Le Pape arrive au bout de quelques minutes, il salue avec le sourire et la courtoisie de toujours, puis il dit: «J'en suis à quinze». Je ne comprends pas, alors il répète: «J'ai lu quinze chapitres». Je suis franchement surpris. Quelques mois plus tôt, je lui avais envoyé une bonne partie du livre, je ne me serais pas attendu à ce qu'il le lise en entier. Je lui apporte les autres chapitres et je lui dis qu'à présent, il ne m'en manque plus beaucoup. Il est content de ce qu'il a lu et j'ajoute: «Cela vous ennuie si je vous pose quelques questions en guise d'interview». Il répond comme toujours, gentil et pratique: «
Posez-moi les questions, envoyez-moi le tout et nous verrons». Bien sûr, je suis ses indications. Quelque temps après, il m'écrit son consentement à la publication. Il ne me reste qu'à le remercier pour sa confiance.

- Sainteté, alors que vous visitiez l'Allemagne pour la dernière fois, en 2011, vous avez dit: «On ne peut pas renoncer à Dieu». Et encore: «Là où il y a Dieu, il y a le futur». N'avez-vous pas regretté d'avoir dû partir durant l'année de la foi?

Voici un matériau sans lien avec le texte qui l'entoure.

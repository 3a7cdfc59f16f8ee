//! The `Property` entity and its untrusted input representation

use crate::core::validation::validators::{min_value, not_blank, number, required};
use crate::core::validation::{FieldRules, ValidatedInput};
use serde::{Deserialize, Serialize};

/// A real-estate property listing
///
/// `id` is `None` until the store assigns one on creation. Once persisted it
/// never changes.
#[derive(Debug, Clone, PartialEq, Serialize, Deserialize)]
pub struct Property {
    pub id: Option<i64>,
    pub address: String,
    pub price: f64,
    pub size: f64,
    pub description: Option<String>,
}

impl Property {
    /// A not-yet-persisted property
    pub fn new(
        address: impl Into<String>,
        price: f64,
        size: f64,
        description: Option<String>,
    ) -> Self {
        Self {
            id: None,
            address: address.into(),
            price,
            size,
            description,
        }
    }

    /// Same property carrying an explicit identity
    pub fn with_id(mut self, id: i64) -> Self {
        self.id = Some(id);
        self
    }

    /// Whether the address contains `needle`, ignoring case
    pub fn address_contains(&self, needle: &str) -> bool {
        self.address.to_lowercase().contains(&needle.to_lowercase())
    }
}

/// Request body for `POST /properties` and `PUT /properties/{id}`
///
/// Only deserialized after the raw JSON passed its field rules (see
/// [`ValidatedInput`](crate::core::validation::ValidatedInput)), so the
/// required fields are known to be present and well-typed here.
#[derive(Debug, Clone, PartialEq, Serialize, Deserialize)]
pub struct PropertyInput {
    #[serde(default)]
    pub id: Option<i64>,
    pub address: String,
    pub price: f64,
    pub size: f64,
    #[serde(default)]
    pub description: Option<String>,
}

impl ValidatedInput for PropertyInput {
    fn rules() -> FieldRules {
        FieldRules::new()
            .field("address", not_blank("Address is required"))
            .field("price", required("Price is required"))
            .field("price", number("Price must be a number"))
            .field("price", min_value(0.0, "Price must be greater than 0"))
            .field("size", required("Size is required"))
            .field("size", number("Size must be a number"))
            .field("size", min_value(1.0, "Size must be greater than 0"))
    }
}
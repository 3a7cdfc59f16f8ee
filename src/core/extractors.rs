//! Axum extractors with problem-body rejections
//!
//! Thin wrappers over axum's `Path` and `Query` whose rejections are
//! [`AppError::BadRequest`] instead of axum's plain-text responses, so a
//! malformed id or query string gets the same error body as everything else.

use crate::core::error::AppError;
use axum::extract::{FromRequestParts, Path, Query};
use axum::http::request::Parts;
use serde::de::DeserializeOwned;

/// `Path<T>` rendering rejections as problem bodies
#[derive(Debug, Clone)]
pub struct AppPath<T>(pub T);

impl<S, T> FromRequestParts<S> for AppPath<T>
where
    S: Send + Sync,
    T: DeserializeOwned + Send,
{
    type Rejection = AppError;

    async fn from_request_parts(parts: &mut Parts, state: &S) -> Result<Self, Self::Rejection> {
        Path::<T>::from_request_parts(parts, state)
            .await
            .map(|Path(value)| AppPath(value))
            .map_err(|rejection| AppError::bad_request(rejection.body_text()))
    }
}

/// `Query<T>` rendering rejections as problem bodies
#[derive(Debug, Clone)]
pub struct AppQuery<T>(pub T);

impl<S, T> FromRequestParts<S> for AppQuery<T>
where
    S: Send + Sync,
    T: DeserializeOwned,
{
    type Rejection = AppError;

    async fn from_request_parts(parts: &mut Parts, state: &S) -> Result<Self, Self::Rejection> {
        Query::<T>::from_request_parts(parts, state)
            .await
            .map(|Query(value)| AppQuery(value))
            .map_err(|rejection| AppError::bad_request(rejection.body_text()))
    }
}
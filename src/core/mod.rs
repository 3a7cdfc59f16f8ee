//! Core module containing the property model, business rules and error types

pub mod entity;
pub mod error;
pub mod extractors;
pub mod mapper;
pub mod query;
pub mod repository;
pub mod service;
pub mod validation;

pub use entity::{Property, PropertyInput};
pub use error::{AppError, AppResult, ErrorCode, FieldError, ProblemDetail};
pub use query::{Page, Pageable, PropertyFilter, PropertyQuery, Sort, SortDirection, SortField};
pub use repository::PropertyRepository;
pub use service::{PropertyService, PropertyServiceImpl};
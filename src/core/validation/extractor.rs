//! Axum extractor for validated request bodies
//!
//! `ValidatedJson<T>` parses the body as JSON, runs `T::rules()` against the
//! raw value and only then deserializes into `T`. Every rejection is an
//! [`AppError`], so it is rendered like any other error.

use super::ValidatedInput;
use crate::core::error::AppError;
use axum::{
    Json,
    extract::{FromRequest, Request},
};
use serde_json::Value;

/// Axum extractor that validates a JSON body before deserializing it
///
/// # Usage
///
/// ```rust,ignore
/// pub async fn create_property(
///     ValidatedJson(input): ValidatedJson<PropertyInput>,
/// ) -> AppResult<Json<Property>> {
///     // input already passed its field rules
/// }
/// ```
#[derive(Debug, Clone)]
pub struct ValidatedJson<T>(pub T);

impl<T> ValidatedJson<T> {
    pub fn into_inner(self) -> T {
        self.0
    }
}

impl<S, T> FromRequest<S> for ValidatedJson<T>
where
    S: Send + Sync,
    T: ValidatedInput,
{
    type Rejection = AppError;

    async fn from_request(req: Request, state: &S) -> Result<Self, Self::Rejection> {
        let Json(payload): Json<Value> = Json::from_request(req, state)
            .await
            .map_err(|rejection| AppError::bad_request(rejection.body_text()))?;

        let errors = T::rules().validate(&payload);
        if !errors.is_empty() {
            tracing::debug!(count = errors.len(), "request body failed validation");
            return Err(AppError::Validation(errors));
        }

        serde_json::from_value(payload)
            .map(ValidatedJson)
            .map_err(|e| AppError::bad_request(format!("Invalid request body: {}", e)))
    }
}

«Naturellement, j'avais à coeur de terminer une année de la foi et d'écrire l'encyclique sur la foi qui devait conclure le processus qui a commencé avec l'Encyclique Deus Caritas Est. Comme le dit Dante, l'amour qui meut le soleil et les autres étoiles, nous pousse, nous conduit dans la présence de Dieu, qui nous donne espérance et futur. Dans une situation de crise, la meilleure attitude est de se mettre devant Dieu avec le désir de retrouver la foi, afin de continuer sur le chemin de la vie. Pour sa part, le Seigneur est heureux d'accueillir notre désir, de nous donner la lumière qui nous guide dans le pèlerinage de la vie. C'est l'expérience des saints, de saint Jean de la Croix ou Sainte Thérèse de l'enfant Jésus. En 2013, cependant, il y avait de nombreux engagements que je ne pensait plus être en mesure de mener à leur terme»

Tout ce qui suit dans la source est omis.